Go through the records, and copy each line in which the string "purpose" is present.

**Dataset entries**
━━━━━━━━
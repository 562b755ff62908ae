//! Core types and traits for welfund storage backends.
//!
//! This crate provides the `StorageBackend` trait, the fund/loan models,
//! the error taxonomy and the amortization calculator, so storage
//! implementations can live in separate crates.

pub mod amortization;
pub mod codec;
pub mod error;
pub mod models;
pub mod storage;

// Re-export key types at crate root for convenience
pub use amortization::{Amortization, Installment, RateBasis};
pub use error::LedgerError;
pub use models::{Direction, EntryReference, Fund, FundKind, TransactionKind, UnknownVariant};
pub use models::loan::{Loan, LoanPosition, LoanRepayment, LoanStatus, LoanType, PaymentMethod};
pub use models::read::{FundSummary, LedgerEntry, Statement, StatementLine};
pub use models::write::{AppendEntryCommand, AppendRepaymentCommand, CreateFundCommand};
pub use storage::{StorageBackend, StorageError, TransactionId};
//! The same behavioural checks run against every storage backend.

use std::sync::Arc;

use rust_decimal_macros::dec;
use time::{Date, Month, OffsetDateTime};
use uuid::Uuid;
use welfund::storage::{StorageBackend, StorageError};
use welfund_core::{
    AppendEntryCommand, AppendRepaymentCommand, CreateFundCommand, EntryReference, FundKind, Loan,
    LoanStatus, LoanType, PaymentMethod, RateBasis, TransactionKind,
};
use welfund_memory::InMemoryStorage;
use welfund_sqlite::SqliteStorage;

fn fund(storage: &dyn StorageBackend, id: &str) {
    storage
        .create_fund(&CreateFundCommand {
            id: Arc::from(id),
            name: Arc::from(id),
            kind: FundKind::Other,
        })
        .unwrap();
}

fn sample_loan(id: &str) -> Loan {
    Loan {
        id: Arc::from(id),
        member_id: Arc::from("m-9"),
        loan_type: LoanType::SchoolFees,
        status: LoanStatus::Applied,
        requested_amount: dec!(15000),
        approved_amount: None,
        disbursed_amount: None,
        interest_rate: dec!(2.50),
        rate_basis: RateBasis::Annual,
        term_months: 10,
        monthly_payment: None,
        total_interest: None,
        total_amount: None,
        purpose: Arc::from("Term two fees"),
        guarantors: vec![Arc::from("m-1"), Arc::from("m-2")],
        approved_by: None,
        rejection_reason: None,
        applied_at: OffsetDateTime::from_unix_timestamp(1_700_000_000).unwrap(),
        approved_at: None,
        disbursed_at: None,
        expected_completion_date: None,
    }
}

fn repayment(loan_id: &str, principal: rust_decimal::Decimal) -> AppendRepaymentCommand {
    AppendRepaymentCommand {
        loan_id: Arc::from(loan_id),
        amount: principal + dec!(10),
        payment_method: PaymentMethod::Mpesa,
        transaction_reference: Some(Arc::from("QWE123")),
        principal_amount: principal,
        interest_amount: dec!(10),
        collected_by: None,
        notes: Arc::from(""),
    }
}

macro_rules! storage_conformance {
    ($backend:ident, $ctor:expr) => {
        paste::paste! {
            #[test]
            fn [<$backend _funds>]() {
                let storage = $ctor;
                fund(&storage, "b_fund");
                fund(&storage, "a_fund");

                assert!(storage.fund_exists("a_fund"));
                assert!(!storage.fund_exists("z_fund"));
                assert_eq!(storage.get_fund("a_fund").unwrap().kind, FundKind::Other);

                let ids: Vec<String> = storage.list_funds().unwrap().iter().map(|f| f.id.to_string()).collect();
                assert_eq!(ids, vec!["a_fund", "b_fund"]);

                let dup = storage.create_fund(&CreateFundCommand {
                    id: Arc::from("a_fund"),
                    name: Arc::from("again"),
                    kind: FundKind::Welfare,
                });
                assert!(matches!(dup, Err(StorageError::FundAlreadyExists(_))));
                assert!(matches!(storage.get_fund("z_fund"), Err(StorageError::FundNotFound(_))));
            }

            #[test]
            fn [<$backend _entries_keep_insertion_order>]() {
                let storage = $ctor;
                fund(&storage, "f");
                let first = storage
                    .append_entry(&AppendEntryCommand::credit("f", TransactionKind::Contribution, dec!(10), "one"))
                    .unwrap();
                let second = storage
                    .append_entry(
                        &AppendEntryCommand::debit("f", TransactionKind::Penalty, dec!(2.5), "two")
                            .with_reference(EntryReference::Contribution(Arc::from("c-7"))),
                    )
                    .unwrap();
                assert!(second.sequence > first.sequence);

                let entries = storage.list_entries("f").unwrap();
                assert_eq!(entries, vec![first.clone(), second.clone()]);
                assert_eq!(storage.get_entry(second.id).unwrap(), second);

                let missing = Uuid::new_v4();
                assert!(matches!(storage.get_entry(missing), Err(StorageError::EntryNotFound(id)) if id == missing));
            }

            #[test]
            fn [<$backend _summary_is_exact>]() {
                let storage = $ctor;
                fund(&storage, "f");
                for _ in 0..3 {
                    storage
                        .append_entry(&AppendEntryCommand::credit("f", TransactionKind::Contribution, dec!(0.1), "dime"))
                        .unwrap();
                }
                storage
                    .append_entry(&AppendEntryCommand::debit("f", TransactionKind::Expense, dec!(0.3), "spend"))
                    .unwrap();

                let summary = storage.fund_summary("f").unwrap();
                assert_eq!(summary.total_credits, dec!(0.3));
                assert_eq!(summary.total_debits, dec!(0.3));
                assert!(summary.balance().is_zero());
                assert_eq!(summary.entry_count, 4);
            }

            #[test]
            fn [<$backend _unknown_fund>]() {
                let storage = $ctor;
                let cmd = AppendEntryCommand::credit("ghost", TransactionKind::Contribution, dec!(1), "x");
                assert!(matches!(storage.append_entry(&cmd), Err(StorageError::FundNotFound(_))));
                assert!(matches!(storage.list_entries("ghost"), Err(StorageError::FundNotFound(_))));
                assert!(matches!(storage.fund_summary("ghost"), Err(StorageError::FundNotFound(_))));
            }

            #[test]
            fn [<$backend _find_reversal>]() {
                let storage = $ctor;
                fund(&storage, "f");
                let original = storage
                    .append_entry(&AppendEntryCommand::credit("f", TransactionKind::Contribution, dec!(40), "x"))
                    .unwrap();
                assert!(storage.find_reversal(original.id).unwrap().is_none());

                let offset = storage
                    .append_entry(
                        &AppendEntryCommand::debit("f", TransactionKind::Contribution, dec!(40), "undo")
                            .with_reference(EntryReference::Entry(original.id)),
                    )
                    .unwrap();
                assert_eq!(storage.find_reversal(original.id).unwrap(), Some(offset));
            }

            #[test]
            fn [<$backend _loans>]() {
                let storage = $ctor;
                let mut loan = sample_loan("LN-0000000B");
                storage.create_loan(&loan).unwrap();
                storage.create_loan(&sample_loan("LN-0000000A")).unwrap();
                assert!(matches!(storage.create_loan(&loan), Err(StorageError::LoanAlreadyExists(_))));
                assert_eq!(storage.get_loan("LN-0000000B").unwrap(), loan);

                loan.status = LoanStatus::Disbursed;
                loan.approved_amount = Some(dec!(12000));
                loan.monthly_payment = Some(dec!(1213.97));
                loan.approved_by = Some(Arc::from("chair"));
                loan.guarantors = vec![Arc::from("m-3")];
                loan.disbursed_at = Some(OffsetDateTime::from_unix_timestamp(1_700_086_400).unwrap());
                loan.expected_completion_date = Some(Date::from_calendar_date(2024, Month::September, 15).unwrap());
                storage.update_loan(&loan).unwrap();
                assert_eq!(storage.get_loan("LN-0000000B").unwrap(), loan);

                assert_eq!(storage.list_loans().unwrap().len(), 2);
                assert!(matches!(storage.get_loan("LN-NOPE"), Err(StorageError::LoanNotFound(_))));
                assert!(matches!(storage.update_loan(&sample_loan("LN-NOPE")), Err(StorageError::LoanNotFound(_))));
            }

            #[test]
            fn [<$backend _repayments>]() {
                let storage = $ctor;
                storage.create_loan(&sample_loan("LN-1")).unwrap();
                let a = storage.append_repayment(&repayment("LN-1", dec!(100))).unwrap();
                let b = storage.append_repayment(&repayment("LN-1", dec!(200))).unwrap();
                assert!(b.sequence > a.sequence);

                let listed = storage.list_repayments("LN-1").unwrap();
                assert_eq!(listed, vec![a, b]);
                assert_eq!(listed[1].transaction_reference.as_deref(), Some("QWE123"));

                assert!(matches!(
                    storage.append_repayment(&repayment("LN-2", dec!(1))),
                    Err(StorageError::LoanNotFound(_))
                ));
            }

            #[test]
            fn [<$backend _transactions>]() {
                let storage = $ctor;
                fund(&storage, "f");

                let tx = storage.begin_transaction().unwrap();
                storage
                    .append_entry(&AppendEntryCommand::credit("f", TransactionKind::Contribution, dec!(5), "kept"))
                    .unwrap();
                storage.commit_transaction(tx).unwrap();

                let tx = storage.begin_transaction().unwrap();
                storage
                    .append_entry(&AppendEntryCommand::credit("f", TransactionKind::Contribution, dec!(7), "dropped"))
                    .unwrap();
                storage.create_loan(&sample_loan("LN-TX")).unwrap();
                storage.rollback_transaction(tx).unwrap();

                assert_eq!(storage.fund_summary("f").unwrap().balance(), dec!(5));
                assert!(matches!(storage.get_loan("LN-TX"), Err(StorageError::LoanNotFound(_))));
                assert!(matches!(storage.commit_transaction(tx), Err(StorageError::NoActiveTransaction)));
            }
        }
    };
}

storage_conformance!(memory, InMemoryStorage::new());
storage_conformance!(sqlite, SqliteStorage::new(":memory:").unwrap());
use std::sync::Arc;

use rust_decimal::Decimal;
use rust_decimal_macros::dec;
use welfund::ledger::Ledger;
use welfund::loans::{LoanApplication, LoanBook, LoanPolicy, RepaymentRequest};
use welfund::storage::StorageBackend;
use welfund_core::{
    amortization, AppendEntryCommand, Direction, EntryReference, FundKind, LedgerError,
    LoanStatus, LoanType, PaymentMethod, RateBasis, TransactionKind,
};
use welfund_memory::InMemoryStorage;
use welfund_sqlite::SqliteStorage;

fn backends() -> Vec<(&'static str, Arc<dyn StorageBackend>)> {
    vec![
        ("memory", Arc::new(InMemoryStorage::new())),
        ("sqlite", Arc::new(SqliteStorage::new(":memory:").unwrap())),
    ]
}

fn setup(storage: Arc<dyn StorageBackend>) -> (Ledger, LoanBook) {
    let ledger = Ledger::new(storage);
    ledger.create_fund("welfare", "Welfare Fund", FundKind::Welfare).unwrap();
    ledger.create_fund("loan_kitty", "Loan Kitty", FundKind::LoanKitty).unwrap();
    let book = LoanBook::new(ledger.clone(), LoanPolicy::default());
    (ledger, book)
}

fn application(amount: Decimal, rate: Decimal, term: u32) -> LoanApplication {
    LoanApplication {
        member_id: "m-001".to_string(),
        loan_type: LoanType::BikeRepair,
        amount,
        interest_rate: Some(rate),
        term_months: Some(term),
        rate_basis: Some(RateBasis::Monthly),
        purpose: "Replace clutch".to_string(),
        guarantors: vec!["m-002".to_string(), "m-003".to_string()],
    }
}

#[test]
fn test_fund_end_to_end() {
    for (name, storage) in backends() {
        let (ledger, _) = setup(storage);
        ledger
            .record(&AppendEntryCommand::credit("welfare", TransactionKind::Contribution, dec!(5000), "Monthly dues"))
            .unwrap();
        ledger
            .record(&AppendEntryCommand::debit("welfare", TransactionKind::Disbursement, dec!(2000), "Medical support"))
            .unwrap();

        assert_eq!(ledger.current_balance("welfare").unwrap(), dec!(3000), "backend {}", name);
        assert_eq!(ledger.current_balance("loan_kitty").unwrap(), Decimal::ZERO, "backend {}", name);

        let statement = ledger.statement("welfare").unwrap();
        assert_eq!(statement.lines.len(), 2);
        assert_eq!(statement.closing_balance(), dec!(3000));
    }
}

#[test]
fn test_balance_is_order_independent() {
    let movements = [
        (dec!(1200), Direction::Credit),
        (dec!(300.25), Direction::Debit),
        (dec!(75.75), Direction::Credit),
        (dec!(500), Direction::Debit),
        (dec!(0.01), Direction::Credit),
    ];

    for (name, storage) in backends() {
        let (ledger, _) = setup(storage);
        for (amount, direction) in movements.iter() {
            ledger
                .record(&AppendEntryCommand::new("welfare", TransactionKind::Contribution, *amount, *direction, "forward"))
                .unwrap();
        }
        for (amount, direction) in movements.iter().rev() {
            ledger
                .record(&AppendEntryCommand::new("loan_kitty", TransactionKind::Contribution, *amount, *direction, "reverse"))
                .unwrap();
        }

        let forward = ledger.current_balance("welfare").unwrap();
        assert_eq!(forward, dec!(475.51), "backend {}", name);
        assert_eq!(forward, ledger.current_balance("loan_kitty").unwrap(), "backend {}", name);
    }
}

#[test]
fn test_rejected_amount_leaves_ledger_untouched() {
    for (name, storage) in backends() {
        let (ledger, _) = setup(storage);
        ledger
            .record(&AppendEntryCommand::credit("welfare", TransactionKind::Contribution, dec!(10), "ok"))
            .unwrap();

        for amount in [dec!(0), dec!(-25)] {
            let err = ledger
                .record(&AppendEntryCommand::credit("welfare", TransactionKind::Penalty, amount, "bad"))
                .unwrap_err();
            assert!(matches!(err, LedgerError::NonPositiveAmount(_)), "backend {}", name);
        }
        assert_eq!(ledger.entries("welfare").unwrap().len(), 1, "backend {}", name);
    }
}

#[test]
fn test_reversal_round_trip() {
    for (name, storage) in backends() {
        let (ledger, _) = setup(storage);
        ledger
            .record(&AppendEntryCommand::credit("welfare", TransactionKind::Contribution, dec!(800), "dues"))
            .unwrap();
        let mistake = ledger
            .record(&AppendEntryCommand::debit("welfare", TransactionKind::Expense, dec!(120), "double entry"))
            .unwrap();

        let reversal = ledger.reverse(mistake.id, "Reverse double entry", Some("auditor")).unwrap();
        assert_eq!(reversal.reference, Some(EntryReference::Entry(mistake.id)), "backend {}", name);
        assert_eq!(ledger.current_balance("welfare").unwrap(), dec!(800), "backend {}", name);
        assert!(matches!(
            ledger.reverse(mistake.id, "again", None),
            Err(LedgerError::AlreadyReversed(_))
        ));

        // A reversal is itself an ordinary entry.
        ledger.reverse(reversal.id, "Reinstate", None).unwrap();
        assert_eq!(ledger.current_balance("welfare").unwrap(), dec!(680), "backend {}", name);
    }
}

#[test]
fn test_loan_lifecycle_to_completion() {
    for (name, storage) in backends() {
        let (ledger, book) = setup(storage);
        ledger
            .record(&AppendEntryCommand::credit("loan_kitty", TransactionKind::Contribution, dec!(50000), "Seed capital"))
            .unwrap();

        let loan = book.apply(&application(dec!(10000), dec!(5), 6)).unwrap();
        let approved = book.approve(&loan.id, None, "chairperson").unwrap();
        let expected = amortization::calculate(dec!(10000), dec!(5), 6).unwrap();
        assert_eq!(approved.monthly_payment, Some(expected.monthly_payment), "backend {}", name);

        let disbursement = book.disburse(&loan.id, Some("treasurer")).unwrap();
        assert_eq!(disbursement.loan.status, LoanStatus::Disbursed);
        assert_eq!(disbursement.entry.reference, Some(EntryReference::Loan(loan.id.clone())));
        assert!(disbursement.loan.expected_completion_date.is_some());
        assert_eq!(ledger.current_balance("loan_kitty").unwrap(), dec!(40000), "backend {}", name);

        let installments = amortization::schedule(dec!(10000), dec!(5), 6, RateBasis::Monthly).unwrap();
        let mut paid = Decimal::ZERO;
        for (i, row) in installments.iter().enumerate() {
            let receipt = book
                .record_repayment(&loan.id, &RepaymentRequest::new(row.payment, PaymentMethod::Mpesa))
                .unwrap();
            paid += row.payment;
            assert_eq!(receipt.repayment.interest_amount, row.interest, "backend {} period {}", name, i + 1);
            assert_eq!(receipt.position.balance_remaining, row.remaining_balance);
            let expected_status = if i + 1 == installments.len() {
                LoanStatus::Completed
            } else {
                LoanStatus::Repaying
            };
            assert_eq!(receipt.loan.status, expected_status, "backend {}", name);
        }

        let position = book.position(&loan.id).unwrap();
        assert!(position.is_cleared());
        assert_eq!(position.principal_repaid, dec!(10000));
        assert_eq!(position.total_repaid, paid);
        assert_eq!(position.repayment_count, 6);
        assert_eq!(book.get_loan(&loan.id).unwrap().status, LoanStatus::Completed);
        assert_eq!(
            ledger.current_balance("loan_kitty").unwrap(),
            dec!(40000) + paid,
            "backend {}",
            name
        );

        assert!(matches!(
            book.record_repayment(&loan.id, &RepaymentRequest::new(dec!(10), PaymentMethod::Cash)),
            Err(LedgerError::InvalidStatusTransition { .. })
        ));
    }
}

#[test]
fn test_bad_repayments_write_nothing() {
    for (name, storage) in backends() {
        let (ledger, book) = setup(storage);
        let loan = book.apply(&application(dec!(3000), dec!(0), 3)).unwrap();
        book.approve(&loan.id, None, "chairperson").unwrap();
        book.disburse(&loan.id, None).unwrap();
        let entries_before = ledger.entries("loan_kitty").unwrap().len();

        let mismatch = RepaymentRequest::new(dec!(1000), PaymentMethod::Mpesa).with_split(dec!(600), dec!(300));
        assert!(matches!(
            book.record_repayment(&loan.id, &mismatch),
            Err(LedgerError::RepaymentSplitMismatch { .. })
        ));

        let too_much = RepaymentRequest::new(dec!(5000), PaymentMethod::Cash);
        match book.record_repayment(&loan.id, &too_much) {
            Err(LedgerError::Overpayment { principal, outstanding }) => {
                assert_eq!(principal, dec!(5000));
                assert_eq!(outstanding, dec!(3000));
            }
            other => panic!("Expected Overpayment on {}, got {:?}", name, other),
        }

        assert!(book.repayments(&loan.id).unwrap().is_empty(), "backend {}", name);
        assert_eq!(ledger.entries("loan_kitty").unwrap().len(), entries_before, "backend {}", name);
        assert_eq!(book.get_loan(&loan.id).unwrap().status, LoanStatus::Disbursed);
    }
}

#[test]
fn test_failed_repayment_rolls_back() {
    for (name, storage) in backends() {
        let (ledger, book) = setup(storage);
        let loan = book.apply(&application(dec!(2000), dec!(2), 4)).unwrap();
        book.approve(&loan.id, None, "chairperson").unwrap();
        book.disburse(&loan.id, None).unwrap();

        // Same store, but repayments would post to a fund that does not exist.
        let misconfigured = LoanBook::new(
            ledger.clone(),
            LoanPolicy {
                loan_fund: Arc::from("missing_fund"),
                ..LoanPolicy::default()
            },
        );
        let err = misconfigured
            .record_repayment(&loan.id, &RepaymentRequest::new(dec!(500), PaymentMethod::Cash))
            .unwrap_err();
        assert!(matches!(err, LedgerError::Storage(_)), "backend {}", name);

        assert!(book.repayments(&loan.id).unwrap().is_empty(), "backend {}", name);
        assert_eq!(book.get_loan(&loan.id).unwrap().status, LoanStatus::Disbursed);

        // The store is still usable afterwards.
        book.record_repayment(&loan.id, &RepaymentRequest::new(dec!(500), PaymentMethod::Cash))
            .unwrap();
        assert_eq!(book.repayments(&loan.id).unwrap().len(), 1, "backend {}", name);
    }
}

#[test]
fn test_terms_locked_after_approval() {
    for (name, storage) in backends() {
        let (_, book) = setup(storage);
        let loan = book.apply(&application(dec!(5000), dec!(3), 6)).unwrap();
        book.approve(&loan.id, Some(dec!(4000)), "chairperson").unwrap();

        let revision = welfund::loans::TermsRevision {
            amount: Some(dec!(6000)),
            ..Default::default()
        };
        assert!(
            matches!(book.revise_terms(&loan.id, &revision), Err(LedgerError::TermsLocked(_))),
            "backend {}",
            name
        );

        let stored = book.get_loan(&loan.id).unwrap();
        assert_eq!(stored.approved_amount, Some(dec!(4000)));
        assert_eq!(stored.guarantors.len(), 2);
        let expected = amortization::calculate(dec!(4000), dec!(3), 6).unwrap();
        assert_eq!(stored.total_amount, Some(expected.total_amount));
    }
}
━━━━━━━━
**Reply to the task**
        purpose: Arc::from("Term two fees"),
        purpose: "Replace clutch".to_string(),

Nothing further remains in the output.